Problem to work on:
Below are several records. Retype exactly those lines running from the one with "#[derive(Clone, Debug, Default)]" through the one with "use std::sync::Arc;", end lines included, and no others.

Task inputs:
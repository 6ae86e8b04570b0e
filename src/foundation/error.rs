use crate::animation::player::Track;

/// Convenience result type used across spriteclock.
pub type SpriteClockResult<T> = Result<T, SpriteClockError>;

/// Errors raised while turning frame and sequence records into a playable library.
///
/// Every variant is fatal for the load operation that produced it: there is no
/// partially built library.
#[derive(thiserror::Error, Debug, Clone, PartialEq, Eq)]
pub enum LoadError {
    /// A layer with non-empty color and geometry strings failed to parse.
    #[error("frame {frame} layer {layer} is malformed: {reason}")]
    MalformedLayer {
        /// Frame position in the frame records.
        frame: usize,
        /// Layer position inside that frame's records.
        layer: usize,
        /// Parser diagnostic.
        reason: String,
    },

    /// A sequence entry does not address a frame of the library.
    #[error("{track} sequence entry {position} references frame {index}, library has {frames}")]
    InvalidIndex {
        /// Track whose sequence holds the entry.
        track: Track,
        /// Position of the entry inside the sequence.
        position: usize,
        /// Offending frame index.
        index: usize,
        /// Number of frames in the library.
        frames: usize,
    },

    /// The record stream could not be decoded at all.
    #[error("malformed records: {0}")]
    Records(String),
}

/// Top-level error taxonomy used by the public API.
#[derive(thiserror::Error, Debug)]
pub enum SpriteClockError {
    /// Frame library or sequence table could not be built.
    #[error("load error: {0}")]
    Load(#[from] LoadError),

    /// Invalid user-provided configuration.
    #[error("validation error: {0}")]
    Validation(String),

    /// Errors raised by a rendering surface.
    #[error("render error: {0}")]
    Render(String),

    /// Errors when serializing or deserializing data structures.
    #[error("serialization error: {0}")]
    Serde(String),

    /// Wrapped lower-level error from dependencies or IO.
    #[error(transparent)]
    Other(#[from] anyhow::Error),
}

impl SpriteClockError {
    /// Build a [`SpriteClockError::Validation`] value.
    pub fn validation(msg: impl Into<String>) -> Self {
        Self::Validation(msg.into())
    }

    /// Build a [`SpriteClockError::Render`] value.
    pub fn render(msg: impl Into<String>) -> Self {
        Self::Render(msg.into())
    }

    /// Build a [`SpriteClockError::Serde`] value.
    pub fn serde(msg: impl Into<String>) -> Self {
        Self::Serde(msg.into())
    }
}
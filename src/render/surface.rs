use crate::{
    clock::segments::Polygon,
    foundation::core::{Affine, BezPath, FillRule, Point, Rgba8},
    foundation::error::SpriteClockResult,
};

/// Rendered frame pixels.
#[derive(Clone, Debug)]
pub struct FrameRGBA {
    pub width: u32,
    pub height: u32,
    pub data: Vec<u8>,
    pub premultiplied: bool,
}

impl FrameRGBA {
    pub fn pixel(&self, x: u32, y: u32) -> Option<[u8; 4]> {
        if x >= self.width || y >= self.height {
            return None;
        }
        let i = (y as usize * self.width as usize + x as usize) * 4;
        let px = self.data.get(i..i + 4)?;
        Some([px[0], px[1], px[2], px[3]])
    }

    /// Straight-alpha copy of the pixel data, as image encoders expect.
    pub fn to_straight_rgba8(&self) -> Vec<u8> {
        if !self.premultiplied {
            return self.data.clone();
        }
        let mut out = self.data.clone();
        for px in out.chunks_exact_mut(4) {
            let a = u16::from(px[3]);
            if a == 0 || a == 255 {
                continue;
            }
            for c in &mut px[..3] {
                *c = ((u16::from(*c) * 255 + a / 2) / a).min(255) as u8;
            }
        }
        out
    }
}

/// Paint target the compositor draws into.
///
/// Transforms nest: a pushed transform is applied after the ones already on the
/// stack, i.e. `current = current * pushed`.
pub trait RenderSurface {
    fn push_transform(&mut self, transform: Affine);

    fn pop_transform(&mut self);

    fn fill_path(&mut self, path: &BezPath, color: Rgba8, rule: FillRule) -> SpriteClockResult<()>;

    fn fill_polygon(&mut self, points: &[Point], color: Rgba8) -> SpriteClockResult<()> {
        let path = Polygon::new(points.to_vec()).to_path();
        self.fill_path(&path, color, FillRule::NonZero)
    }
}

/// Transform stack shared by surface implementations.
#[derive(Clone, Debug)]
pub(crate) struct TransformStack {
    stack: Vec<Affine>,
}

impl Default for TransformStack {
    fn default() -> Self {
        Self {
            stack: vec![Affine::IDENTITY],
        }
    }
}

impl TransformStack {
    pub(crate) fn current(&self) -> Affine {
        self.stack.last().copied().unwrap_or(Affine::IDENTITY)
    }

    pub(crate) fn push(&mut self, t: Affine) {
        let next = self.current() * t;
        self.stack.push(next);
    }

    /// The identity at the bottom is never popped.
    pub(crate) fn pop(&mut self) {
        if self.stack.len() > 1 {
            self.stack.pop();
        }
    }
}

/// One fill as seen by a [`DisplayList`].
#[derive(Clone, Debug, PartialEq)]
pub struct DrawCommand {
    pub path: BezPath,
    pub color: Rgba8,
    pub rule: FillRule,
    pub transform: Affine,
}

/// Surface that records fills instead of rasterizing them.
#[derive(Clone, Debug, Default)]
pub struct DisplayList {
    transforms: TransformStack,
    commands: Vec<DrawCommand>,
}

impl DisplayList {
    pub fn new() -> Self {
        Self::default()
    }

    pub fn commands(&self) -> &[DrawCommand] {
        &self.commands
    }

    pub fn into_commands(self) -> Vec<DrawCommand> {
        self.commands
    }
}

impl RenderSurface for DisplayList {
    fn push_transform(&mut self, transform: Affine) {
        self.transforms.push(transform);
    }

    fn pop_transform(&mut self) {
        self.transforms.pop();
    }

    fn fill_path(&mut self, path: &BezPath, color: Rgba8, rule: FillRule) -> SpriteClockResult<()> {
        self.commands.push(DrawCommand {
            path: path.clone(),
            color,
            rule,
            transform: self.transforms.current(),
        });
        Ok(())
    }
}
//! 客户端连接处理
//!
//! 每个入站连接一个任务，循环执行：发送菜单 -> 读取命令 -> 分发 -> 回复。
//! 需要玩家身份的命令先在同一连接上完成握手，必要时反向连接客户端建立推送通道。

use std::sync::Arc;

use tracing::{debug, info, warn};

use protocol::{
    ClientCommand, Connection, Connector, ErrorCode, Frame, TcpConnector,
    CONNECTION_INFORMATION_MENU, USER_INFORMATION_MENU,
};

use crate::error::{Result, ServerError};
use crate::player::PlayerLink;
use crate::server::ServerState;

/// 单个入站连接的会话
pub struct ConnectionSession {
    conn: Box<dyn Connection>,
    state: Arc<ServerState>,
    /// 本连接建立的推送通道
    opened: Vec<Arc<PlayerLink>>,
    peer: String,
}

impl ConnectionSession {
    pub fn new(conn: Box<dyn Connection>, state: Arc<ServerState>) -> Self {
        let peer = conn.peer_addr().unwrap_or_else(|| "unknown".to_string());
        Self {
            conn,
            state,
            opened: Vec::new(),
            peer,
        }
    }

    /// 请求循环，直到客户端结束连接或传输出错
    pub async fn run(mut self) {
        let mut ended = false;

        loop {
            let request = match self.conn.offer(&ClientCommand::menu()).await {
                Ok(frame) => frame,
                Err(e) if e.is_fatal() => {
                    debug!(peer = %self.peer, error = %e, "connection dropped");
                    break;
                }
                Err(e) => {
                    // 无法解析的帧：回复错误后继续
                    if self.reply(Frame::error(ErrorCode::Transport, e.to_string())).await {
                        continue;
                    }
                    break;
                }
            };

            let command = match ClientCommand::from_frame(&request) {
                Ok(command) => command,
                Err(e) => {
                    warn!(peer = %self.peer, code = request.code, error = %e, "malformed command");
                    if self.reply(Frame::error(ErrorCode::Transport, e.to_string())).await {
                        continue;
                    }
                    break;
                }
            };

            ended = command == ClientCommand::EndConnection;
            let code = command.code();
            let reply = match self.dispatch(command).await {
                Ok(reply) => reply,
                Err(e) if e.is_fatal() => {
                    debug!(peer = %self.peer, error = %e, "connection failed during command");
                    break;
                }
                Err(e) => {
                    debug!(peer = %self.peer, code, error = %e, "command rejected");
                    Frame::error(e.code(), e.to_string())
                }
            };

            if !self.reply(reply).await || ended {
                break;
            }
        }

        if ended {
            self.end().await;
        } else if let Err(e) = self.conn.close().await {
            debug!(peer = %self.peer, error = %e, "failed to close connection");
        }
        info!(peer = %self.peer, "connection closed");
    }

    /// 发送回复，返回连接是否仍可用
    async fn reply(&mut self, frame: Frame) -> bool {
        match self.conn.send(&frame).await {
            Ok(()) => true,
            Err(e) => {
                debug!(peer = %self.peer, error = %e, "failed to send reply");
                false
            }
        }
    }

    async fn dispatch(&mut self, command: ClientCommand) -> Result<Frame> {
        if let ClientCommand::GetBoard { game_id } = &command {
            let json = self.state.registry.get_board(game_id).await?;
            return Ok(Frame::success_with([json]));
        }
        if !command.needs_player() {
            return Ok(Frame::success());
        }

        let link = self.resolve_player().await?;
        let player_id = link.id().as_str();
        let registry = &self.state.registry;

        let reply = match command {
            ClientCommand::CreateGame { color } => {
                let game_id = registry.create_game(player_id, color).await?;
                Frame::success_with([game_id])
            }
            ClientCommand::JoinGame { game_id } => {
                let color = registry.join_game(player_id, &game_id).await?;
                Frame::success_with([color.wire_name()])
            }
            ClientCommand::LeaveGame { game_id } => {
                registry.leave_game(player_id, &game_id).await?;
                Frame::success()
            }
            ClientCommand::MovePiece {
                game_id,
                from_x,
                from_y,
                to_x,
                to_y,
                promotion,
            } => {
                registry
                    .move_piece(player_id, &game_id, (from_x, from_y), (to_x, to_y), &promotion)
                    .await?;
                Frame::success()
            }
            ClientCommand::GetBoard { .. } | ClientCommand::EndConnection => Frame::success(),
        };
        Ok(reply)
    }

    /// 玩家身份握手
    ///
    /// 已知玩家的推送通道探测成功时直接复用；新玩家或通道已失效时，
    /// 需提供回连地址，服务端主动连接后注册。
    async fn resolve_player(&mut self) -> Result<Arc<PlayerLink>> {
        let reply = self.conn.offer(USER_INFORMATION_MENU).await?.into_success()?;
        let player_id = reply.arg(0)?.trim().to_string();
        if player_id.is_empty() {
            return Err(ServerError::Player("Player id must not be empty".to_string()));
        }

        if let Some(link) = self.state.players.get(&player_id).await {
            match link.probe().await {
                Ok(()) => {
                    self.conn.send(&Frame::success()).await?;
                    return Ok(link);
                }
                Err(e) => {
                    // 客户端重连后旧的推送通道已失效，重新建立
                    info!(player = %player_id, error = %e, "stale push channel, reconnecting");
                    self.state.players.remove_if_same(&link).await;
                    link.close().await;
                }
            }
        }

        let reply = self
            .conn
            .offer(CONNECTION_INFORMATION_MENU)
            .await?
            .into_success()?;
        let ip = reply.arg(0)?.trim();
        let port: u16 = reply.arg(1)?.trim().parse().map_err(|_| {
            ServerError::StructuredData(format!("Invalid port: {:?}", reply.args.get(1)))
        })?;
        let addr = push_address(ip, port);

        let config = &self.state.config;
        let channel = TcpConnector::with_timeout(config.connect_timeout())
            .connect(&addr)
            .await
            .map_err(|e| ServerError::PushChannel(format!("Could not connect to {addr}: {e}")))?;

        let link = PlayerLink::new(player_id.clone(), Box::new(channel), config.probe_timeout());
        let (link, inserted) = self.state.players.register(link).await;
        if inserted {
            info!(peer = %self.peer, player = %player_id, push = %addr, "player registered");
            self.opened.push(link.clone());
        } else {
            debug!(player = %player_id, "player registered concurrently, dropping new channel");
        }
        Ok(link)
    }

    /// 关闭入站连接，并清理本连接建立的所有玩家
    async fn end(&mut self) {
        if let Err(e) = self.conn.close().await {
            debug!(peer = %self.peer, error = %e, "failed to close connection");
        }
        for link in std::mem::take(&mut self.opened) {
            // 同一 ID 可能已由其他连接重新注册，此时不能影响新的玩家
            if self.state.players.remove_if_same(&link).await {
                self.state.registry.evict(link.id()).await;
                info!(peer = %self.peer, player = %link.id(), "player disconnected");
            }
            link.close().await;
        }
    }
}

/// 回连地址，IPv6 需要加方括号
fn push_address(ip: &str, port: u16) -> String {
    if ip.contains(':') && !ip.starts_with('[') {
        format!("[{ip}]:{port}")
    } else {
        format!("{ip}:{port}")
    }
}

Exercise result:
#[derive(Clone, Debug, Default)]
pub struct DisplayList {
    transforms: TransformStack,
    commands: Vec<DrawCommand>,
}

impl DisplayList {
    pub fn new() -> Self {
        Self::default()
    }

    pub fn commands(&self) -> &[DrawCommand] {
        &self.commands
    }

    pub fn into_commands(self) -> Vec<DrawCommand> {
        self.commands
    }
}

impl RenderSurface for DisplayList {
    fn push_transform(&mut self, transform: Affine) {
        self.transforms.push(transform);
    }

    fn pop_transform(&mut self) {
        self.transforms.pop();
    }

    fn fill_path(&mut self, path: &BezPath, color: Rgba8, rule: FillRule) -> SpriteClockResult<()> {
        self.commands.push(DrawCommand {
            path: path.clone(),
            color,
            rule,
            transform: self.transforms.current(),
        });
        Ok(())
    }
}
//! 客户端连接处理
//!
//! 每个入站连接一个任务，循环执行：发送菜单 -> 读取命令 -> 分发 -> 回复。
//! 需要玩家身份的命令先在同一连接上完成握手，必要时反向连接客户端建立推送通道。

use std::sync::Arc;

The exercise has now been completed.